This is not a problem for Mirrlees because we are assuming the existing environment, in which abilities have particular payoffs. (Mirrlees does, however, ignore ongoing ability risk as the environment changes). But it is a big problem for the concept of innate talent, if one is using it as part of the baseline from which to measure benefit from the existence of a functioning exchange economy and all the rest.
In Mirrlees, we tax income as a proxy for ability (assumed to be fixed and unalterable), which is itself a reverse proxy for marginal utility (i.e., when it is high, the marginal utility of a dollar is assumed to be low). In the benefit tax world, we no longer care about utility. All we care about is benefit from the provision of public goods. In the paper's model however, income is a proxy for benefit, based on a modification of how ability is used.

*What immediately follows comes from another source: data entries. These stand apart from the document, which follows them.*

//! Process-isolated batch harness for k-medoids optimization runs.
//!
//! A [`BatchDriver`] walks every instance × k pair, a [`Supervisor`] runs
//! each job in its own worker process under a wall-clock budget, and a
//! [`ResultAccumulator`] keeps the checkpointed result table.

pub mod accumulator;
pub mod channel;
pub mod driver;
pub mod supervisor;
pub mod worker;

pub use accumulator::ResultAccumulator;
pub use channel::{Envelope, FileChannel};
pub use driver::{BatchDriver, BatchState, BatchStatus};
pub use supervisor::{JobOutcome, JobState, Supervisor, WorkerCommand, KILLED_EXIT_CODE};
pub use worker::{execute_job, execute_named_job, run_worker};
//! Batch configuration threaded from the CLI down to every job.

use serde::{Deserialize, Serialize};
use std::path::{Path, PathBuf};
use std::time::Duration;

use crate::errors::{KmhError, KmhResult};

/// Solver tuning forwarded verbatim into every [`crate::JobSpec`].
#[derive(Debug, Clone, PartialEq, Serialize, Deserialize)]
pub struct SolverTuning {
    /// Registered solver name ("exact" or "grasp").
    pub name: String,
    /// Worker threads for the solver; `None` lets the solver decide.
    pub threads: Option<usize>,
    pub seed: Option<u64>,
    /// Memory cap in megabytes; `None` = unlimited.
    pub memlimit_mb: Option<f64>,
    /// Solver verbosity, 0 = silent.
    pub output_flag: i32,
}

impl Default for SolverTuning {
    fn default() -> Self {
        Self {
            name: "exact".to_string(),
            threads: None,
            seed: Some(42),
            memlimit_mb: Some(16000.0),
            output_flag: 1,
        }
    }
}

/// When the result table is persisted.
#[derive(Debug, Clone, Copy, PartialEq, Eq, Serialize, Deserialize)]
#[serde(rename_all = "snake_case")]
pub enum CheckpointGranularity {
    /// After every finished job: maximal recoverability.
    PerJob,
    /// After every finished instance: fewer rewrites.
    PerInstance,
}

impl Default for CheckpointGranularity {
    fn default() -> Self {
        Self::PerInstance
    }
}

/// Top-level configuration of a batch campaign.
#[derive(Debug, Clone, PartialEq, Serialize, Deserialize)]
#[serde(default)]
pub struct HarnessConfig {
    /// Directory scanned for instance files.
    pub instance_dir: PathBuf,
    /// Accepted instance file extensions, matched case-insensitively.
    pub extensions: Vec<String>,
    /// Cluster counts to solve for every instance, in this order.
    pub ks: Vec<usize>,
    pub output_dir: PathBuf,
    pub checkpoint_file: String,

    /// Solver budget per job.
    pub time_limit_sec: f64,
    /// Extra wall time granted before the watchdog fires.
    pub grace_period_sec: f64,
    /// Wait between the graceful and the forced termination.
    pub kill_wait_sec: f64,
    /// Liveness polling tick, must stay below one second.
    pub poll_interval_ms: u64,
    /// Timeout on each read/write of the worker channel.
    pub io_timeout_sec: f64,

    pub checkpoint: CheckpointGranularity,
    /// Maximum number of worker processes alive at once.
    pub pool_size: usize,
    /// Skip jobs already present in an existing checkpoint.
    pub resume: bool,
    /// Only use the first N data rows of each instance.
    pub max_points: Option<usize>,

    pub solver: SolverTuning,
}

impl Default for HarnessConfig {
    fn default() -> Self {
        Self {
            instance_dir: PathBuf::from("instances/general"),
            extensions: vec!["i".to_string()],
            ks: vec![3, 4, 5, 6],
            output_dir: PathBuf::from("results"),
            checkpoint_file: "kmedoids_all_runs.csv".to_string(),
            time_limit_sec: 600.0,
            grace_period_sec: 30.0,
            kill_wait_sec: 2.0,
            poll_interval_ms: 200,
            io_timeout_sec: 30.0,
            checkpoint: CheckpointGranularity::default(),
            pool_size: 1,
            resume: false,
            max_points: None,
            solver: SolverTuning::default(),
        }
    }
}

impl HarnessConfig {
    /// Read a JSON config file; missing fields take their defaults.
    pub fn from_json_file(path: &Path) -> KmhResult<Self> {
        let text = std::fs::read_to_string(path)?;
        let config: Self = serde_json::from_str(&text)?;
        Ok(config)
    }

    pub fn with_instance_dir(mut self, dir: impl Into<PathBuf>) -> Self {
        self.instance_dir = dir.into();
        self
    }

    pub fn with_ks(mut self, ks: Vec<usize>) -> Self {
        self.ks = ks;
        self
    }

    pub fn with_output_dir(mut self, dir: impl Into<PathBuf>) -> Self {
        self.output_dir = dir.into();
        self
    }

    pub fn with_time_limit(mut self, seconds: f64) -> Self {
        self.time_limit_sec = seconds;
        self
    }

    pub fn with_grace_period(mut self, seconds: f64) -> Self {
        self.grace_period_sec = seconds;
        self
    }

    pub fn with_kill_wait(mut self, seconds: f64) -> Self {
        self.kill_wait_sec = seconds;
        self
    }

    pub fn with_poll_interval_ms(mut self, ms: u64) -> Self {
        self.poll_interval_ms = ms;
        self
    }

    pub fn with_checkpoint(mut self, granularity: CheckpointGranularity) -> Self {
        self.checkpoint = granularity;
        self
    }

    pub fn with_pool_size(mut self, n: usize) -> Self {
        self.pool_size = n;
        self
    }

    pub fn with_resume(mut self, resume: bool) -> Self {
        self.resume = resume;
        self
    }

    pub fn with_solver(mut self, solver: SolverTuning) -> Self {
        self.solver = solver;
        self
    }

    pub fn checkpoint_path(&self) -> PathBuf {
        self.output_dir.join(&self.checkpoint_file)
    }

    pub fn kill_wait(&self) -> Duration {
        Duration::from_secs_f64(self.kill_wait_sec)
    }

    pub fn poll_interval(&self) -> Duration {
        Duration::from_millis(self.poll_interval_ms)
    }

    pub fn io_timeout(&self) -> Duration {
        Duration::from_secs_f64(self.io_timeout_sec)
    }

    pub fn validate(&self) -> KmhResult<()> {
        let positive = |name: &str, v: f64| -> KmhResult<()> {
            if v.is_finite() && v > 0.0 {
                Ok(())
            } else {
                Err(KmhError::Config(format!("{name} must be > 0, got {v}")))
            }
        };
        positive("time_limit_sec", self.time_limit_sec)?;
        positive("grace_period_sec", self.grace_period_sec)?;
        positive("kill_wait_sec", self.kill_wait_sec)?;
        positive("io_timeout_sec", self.io_timeout_sec)?;

        if self.poll_interval_ms == 0 || self.poll_interval_ms >= 1000 {
            return Err(crate::config_error!(
                "poll_interval_ms must be in 1..1000, got {}",
                self.poll_interval_ms
            ));
        }
        if self.ks.is_empty() {
            return Err(crate::config_error!("at least one k value is required"));
        }
        if self.ks.contains(&0) {
            return Err(crate::config_error!("k values must be >= 1"));
        }
        if self.pool_size == 0 {
            return Err(crate::config_error!("pool_size must be >= 1"));
        }
        if self.extensions.is_empty() {
            return Err(crate::config_error!("at least one instance extension is required"));
        }
        if self.max_points == Some(0) {
            return Err(crate::config_error!("max_points must be >= 1 when set"));
        }
        if self.checkpoint_file.trim().is_empty() {
            return Err(crate::config_error!("checkpoint_file must not be empty"));
        }
        Ok(())
    }
}

#[cfg(test)]
mod tests {
    use super::*;
    use std::io::Write;

    #[test]
    fn defaults_are_valid() {
        let config = HarnessConfig::default();
        assert!(config.validate().is_ok());
        assert_eq!(config.ks, vec![3, 4, 5, 6]);
        assert_eq!(config.checkpoint, CheckpointGranularity::PerInstance);
        assert_eq!(config.kill_wait(), Duration::from_secs(2));
        assert_eq!(
            config.checkpoint_path(),
            PathBuf::from("results/kmedoids_all_runs.csv")
        );
    }

    #[test]
    fn validation_rejects_bad_budgets() {
        assert!(HarnessConfig::default().with_time_limit(0.0).validate().is_err());
        assert!(HarnessConfig::default().with_grace_period(-1.0).validate().is_err());
        assert!(HarnessConfig::default().with_poll_interval_ms(1000).validate().is_err());
        assert!(HarnessConfig::default().with_ks(vec![]).validate().is_err());
        assert!(HarnessConfig::default().with_ks(vec![2, 0]).validate().is_err());
        assert!(HarnessConfig::default().with_pool_size(0).validate().is_err());
    }

    #[test]
    fn json_file_overrides_selected_fields() {
        let mut file = tempfile::NamedTempFile::new().unwrap();
        writeln!(
            file,
            r#"{{"ks": [2, 3], "checkpoint": "per_job", "solver": {{"name": "grasp", "threads": 2,
                "seed": null, "memlimit_mb": null, "output_flag": 0}}}}"#
        )
        .unwrap();
        file.flush().unwrap();

        let config = HarnessConfig::from_json_file(file.path()).unwrap();
        assert_eq!(config.ks, vec![2, 3]);
        assert_eq!(config.checkpoint, CheckpointGranularity::PerJob);
        assert_eq!(config.solver.name, "grasp");
        assert_eq!(config.solver.threads, Some(2));
        assert_eq!(config.time_limit_sec, 600.0);
    }
}
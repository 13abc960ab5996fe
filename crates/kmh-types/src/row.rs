use serde::{Deserialize, Serialize};

use crate::job::{nan_as_null, JobResult, RunStatus};

/// One row of the result table / checkpoint file: one (instance, k) job.
///
/// Field order is the checkpoint column order.
#[derive(Debug, Clone, PartialEq, Serialize, Deserialize)]
pub struct ResultRow {
    pub file: String,
    pub stem: String,
    pub k: usize,
    /// Point count; empty when the instance could not be read.
    pub n: Option<usize>,
    pub status_text: RunStatus,
    pub status: Option<i32>,
    #[serde(with = "nan_as_null")]
    pub objective_total: f64,
    #[serde(with = "nan_as_null")]
    pub objective_avg_per_point: f64,
    #[serde(with = "nan_as_null")]
    pub runtime_sec: f64,
    #[serde(with = "nan_as_null")]
    pub mip_gap: f64,
    #[serde(with = "nan_as_null")]
    pub lower_bound: f64,
    #[serde(with = "nan_as_null")]
    pub upper_bound: f64,
    pub medoids_1based: String,
    pub fail_reason: String,
}

impl ResultRow {
    pub fn from_result(
        file: impl Into<String>,
        stem: impl Into<String>,
        k: usize,
        n: Option<usize>,
        result: &JobResult,
    ) -> Self {
        Self {
            file: file.into(),
            stem: stem.into(),
            k,
            n,
            status_text: result.status,
            status: result.solver_status,
            objective_total: result.objective_total,
            objective_avg_per_point: result.objective_avg_per_point,
            runtime_sec: result.runtime_sec,
            mip_gap: result.mip_gap,
            lower_bound: result.lower_bound,
            upper_bound: result.upper_bound,
            medoids_1based: result.medoids_1based_text(),
            fail_reason: result.fail_reason.clone(),
        }
    }

    pub fn read_fail(
        file: impl Into<String>,
        stem: impl Into<String>,
        k: usize,
        reason: impl Into<String>,
    ) -> Self {
        Self::from_result(file, stem, k, None, &JobResult::read_fail(reason))
    }

    /// Identity of the job this row records.
    pub fn key(&self) -> (&str, usize) {
        (&self.file, self.k)
    }

    /// Parse the medoid column back into 1-based indices.
    pub fn medoid_indices(&self) -> Vec<usize> {
        self.medoids_1based
            .split_whitespace()
            .filter_map(|t| t.parse().ok())
            .collect()
    }
}

#[cfg(test)]
mod tests {
    use super::*;

    #[test]
    fn read_fail_row_has_no_numbers() {
        let row = ResultRow::read_fail("bad.i", "bad", 4, "unreadable");
        assert_eq!(row.status_text, RunStatus::ReadFail);
        assert!(row.n.is_none());
        assert!(row.objective_total.is_nan());
        assert!(row.medoids_1based.is_empty());
        assert_eq!(row.key(), ("bad.i", 4));
    }

    #[test]
    fn csv_round_trip_writes_nan_as_empty() {
        let row = ResultRow::read_fail("bad.i", "bad", 3, "garbage; nothing parsed");
        let mut writer = csv::Writer::from_writer(Vec::new());
        writer.serialize(&row).unwrap();
        let bytes = writer.into_inner().unwrap();
        let text = String::from_utf8(bytes).unwrap();

        let mut lines = text.lines();
        assert_eq!(
            lines.next().unwrap(),
            "file,stem,k,n,status_text,status,objective_total,objective_avg_per_point,\
             runtime_sec,mip_gap,lower_bound,upper_bound,medoids_1based,fail_reason"
        );
        assert_eq!(
            lines.next().unwrap(),
            "bad.i,bad,3,,READ_FAIL,,,,,,,,,garbage; nothing parsed"
        );

        let mut reader = csv::Reader::from_reader(text.as_bytes());
        let back: ResultRow = reader.deserialize().next().unwrap().unwrap();
        assert_eq!(back.status_text, RunStatus::ReadFail);
        assert!(back.n.is_none());
        assert!(back.upper_bound.is_nan());
        assert_eq!(back.fail_reason, row.fail_reason);
    }

    #[test]
    fn medoid_column_parses() {
        let mut result = JobResult::failed_process("x");
        result.status = RunStatus::Ok;
        result.fail_reason.clear();
        result.medoids = vec![0, 3, 9];
        let row = ResultRow::from_result("a.i", "a", 3, Some(10), &result);
        assert_eq!(row.medoids_1based, "1 4 10");
        assert_eq!(row.medoid_indices(), vec![1, 4, 10]);
    }
}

In the paper's benefit tax model, ability, while it remains unalterable by the individual who possesses it, is assumed to be a joint product of (i) innate talent and (ii) public goods funded by tax revenue. Innate talent and public goods are assumed to be complements. At any talent level, more public goods leads to greater ability (i.e., one can earn more, e.g., by reason of infrastructure, a functioning exchange economy, the rule of law, the existence of educated consumers and workers, social peace enforced by the army and police, etc.).
Just as in Mirrlees, income is a proxy for ability. But in the benefit tax model what's actually of interest is public goods' magnifying effect on innate talent to create higher ability.
For convenience, let’s assume that ability enhancement by
public goods is constant as a percentage of income. That is, assume an elasticity of 1 for income
gain (reflecting higher ability) per dollar of public goods as income rises. Thus, if I earned $1 million, I got ten times
the benefit from public goods of someone who earned $100,000.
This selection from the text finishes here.